The data.

────

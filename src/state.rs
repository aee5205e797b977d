use deadpool_postgres::Pool;
use std::sync::Arc;

use crate::config::Config;
use crate::error::Result;
use crate::render::{EscapingMarkup, Markup};

/// The application's state.
#[derive(Clone)]
pub struct AppState {
    /// The database connection pool.
    pub db: Pool,
    /// The application's configuration.
    pub config: Config,
    /// The sanitize/linkify collaborators used when rendering content.
    pub markup: Arc<dyn Markup>,
}

impl AppState {
    /// Creates a new `AppState` with the default markup collaborators.
    pub fn new(config: &Config) -> Result<Self> {
        Self::with_markup(config, Arc::new(EscapingMarkup))
    }

    /// Creates a new `AppState` with explicit markup collaborators.
    pub fn with_markup(config: &Config, markup: Arc<dyn Markup>) -> Result<Self> {
        let db = crate::db::create_pool(&config.database_url)?;
        tracing::info!("PostgreSQL pool initialized");

        Ok(AppState {
            db,
            config: config.clone(),
            markup,
        })
    }
}
use axum::{
    middleware::from_fn_with_state,
    routing::{get, post},
    Router,
};

use std::net::SocketAddr;
use tower_cookies::CookieManagerLayer;
use tower_http::trace::{
    DefaultMakeSpan, DefaultOnFailure, DefaultOnRequest, DefaultOnResponse, TraceLayer,
};

use tracing::Level;
use tracing_subscriber::{layer::SubscriberExt, util::SubscriberInitExt};

use trellis::config::Config;
use trellis::state::AppState;
use trellis::{handlers, middleware_layer, schema};

#[tokio::main]
async fn main() -> anyhow::Result<()> {
    tracing_subscriber::registry()
        .with(tracing_subscriber::EnvFilter::new(
            std::env::var("RUST_LOG").unwrap_or_else(|_| "info".into()),
        ))
        .with(tracing_subscriber::fmt::layer())
        .init();

    dotenvy::dotenv().ok();

    let config = Config::from_env()?;
    tracing::info!("Configuration loaded");

    let state = AppState::new(&config)?;

    schema::create_schema(&state.db).await?;
    tracing::info!("Schema ready");

    let app = Router::new()
        .route("/", get(handlers::feed::feed))
        .route("/account", get(handlers::account::account_page))
        .route("/post", post(handlers::post::create_post))
        .route_layer(from_fn_with_state(
            state.clone(),
            middleware_layer::session::attach_session,
        ))
        .with_state(state.clone())
        .layer(
            TraceLayer::new_for_http()
                .make_span_with(DefaultMakeSpan::default())
                .on_request(DefaultOnRequest::default().level(Level::DEBUG))
                .on_response(DefaultOnResponse::default().level(Level::DEBUG))
                .on_failure(DefaultOnFailure::default().level(Level::ERROR)),
        )
        .layer(CookieManagerLayer::new());

    let addr = SocketAddr::from(([127, 0, 0, 1], state.config.port));
    tracing::info!("Server listening on http://{}", addr);

    let listener = tokio::net::TcpListener::bind(&addr).await?;
    axum::serve(listener, app).await?;

    Ok(())
}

────

Prompt. In the records above, find each line with the word "SocketAddr" and copy it.

Result for this exercise.
use std::net::SocketAddr;
    let addr = SocketAddr::from(([127, 0, 0, 1], state.config.port));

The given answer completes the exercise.